The records need to be set down again exactly as they appear.

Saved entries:
-- -- --
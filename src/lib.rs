//! Relic - CRD-driven Kubernetes operator for artifact resolution
//!
//! Relic fulfills asynchronous requests to fetch the bytes of
//! externally-stored artifacts (e.g. a workflow document in a Git
//! repository). A resolver plug-in supplies the domain-specific fetch
//! logic; the framework supplies dispatch, validation gating, timeout
//! enforcement, result encoding, status patching and retry
//! classification.
//!
//! # Architecture
//!
//! A `ResolutionRequest` record is created externally and routed to a
//! resolver by its resolver-type label. The reconciler drives each
//! request to exactly one terminal state: a populated success status
//! (base64 data plus annotations, Succeeded=True) or a terminal failure
//! (Succeeded=False with a classified reason). Terminal records are
//! never re-entered.
//!
//! # Modules
//!
//! - [`crd`] - The ResolutionRequest custom resource
//! - [`resolver`] - Plug-in contract and per-request context
//! - [`reconciler`] - Reconciliation state machine and status writer
//! - [`config`] - Resolver configuration loading
//! - [`leader`] - Leader awareness consumed before mutating calls
//! - [`git`] - Git resolver plug-in
//! - [`error`] - Error taxonomy and retry classification

#![deny(missing_docs)]

pub mod config;
pub mod crd;
pub mod error;
pub mod git;
pub mod leader;
pub mod reconciler;
pub mod resolver;

pub use error::{ReconcileError, ResolutionError};

use std::time::Duration;

/// Maximum amount of time resolution may take.
///
/// Bounds plug-in execution per request; a plug-in may shrink this via
/// its configured timeout override but never extend it. Distinct from
/// the reconcile lifetime: status writes survive this deadline.
pub const DEFAULT_MAXIMUM_RESOLUTION_DURATION: Duration = Duration::from_secs(30);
-- -- --
▸ SOLUTION FOR THIS PROBLEM:
filename src/lib.rs
//! Relic - CRD-driven Kubernetes operator for artifact resolution
//!
//! Relic fulfills asynchronous requests to fetch the bytes of
//! externally-stored artifacts (e.g. a workflow document in a Git
//! repository). A resolver plug-in supplies the domain-specific fetch
//! logic; the framework supplies dispatch, validation gating, timeout
//! enforcement, result encoding, status patching and retry
//! classification.
//!
//! # Architecture
//!
//! A `ResolutionRequest` record is created externally and routed to a
//! resolver by its resolver-type label. The reconciler drives each
//! request to exactly one terminal state: a populated success status
//! (base64 data plus annotations, Succeeded=True) or a terminal failure
//! (Succeeded=False with a classified reason). Terminal records are
//! never re-entered.
//!
//! # Modules
//!
//! - [`crd`] - The ResolutionRequest custom resource
//! - [`resolver`] - Plug-in contract and per-request context
//! - [`reconciler`] - Reconciliation state machine and status writer
//! - [`config`] - Resolver configuration loading
//! - [`leader`] - Leader awareness consumed before mutating calls
//! - [`git`] - Git resolver plug-in
//! - [`error`] - Error taxonomy and retry classification

#![deny(missing_docs)]

pub mod config;
pub mod crd;
pub mod error;
pub mod git;
pub mod leader;
pub mod reconciler;
pub mod resolver;

pub use error::{ReconcileError, ResolutionError};

use std::time::Duration;

/// Maximum amount of time resolution may take.
///
/// Bounds plug-in execution per request; a plug-in may shrink this via
/// its configured timeout override but never extend it. Distinct from
/// the reconcile lifetime: status writes survive this deadline.
pub const DEFAULT_MAXIMUM_RESOLUTION_DURATION: Duration = Duration::from_secs(30);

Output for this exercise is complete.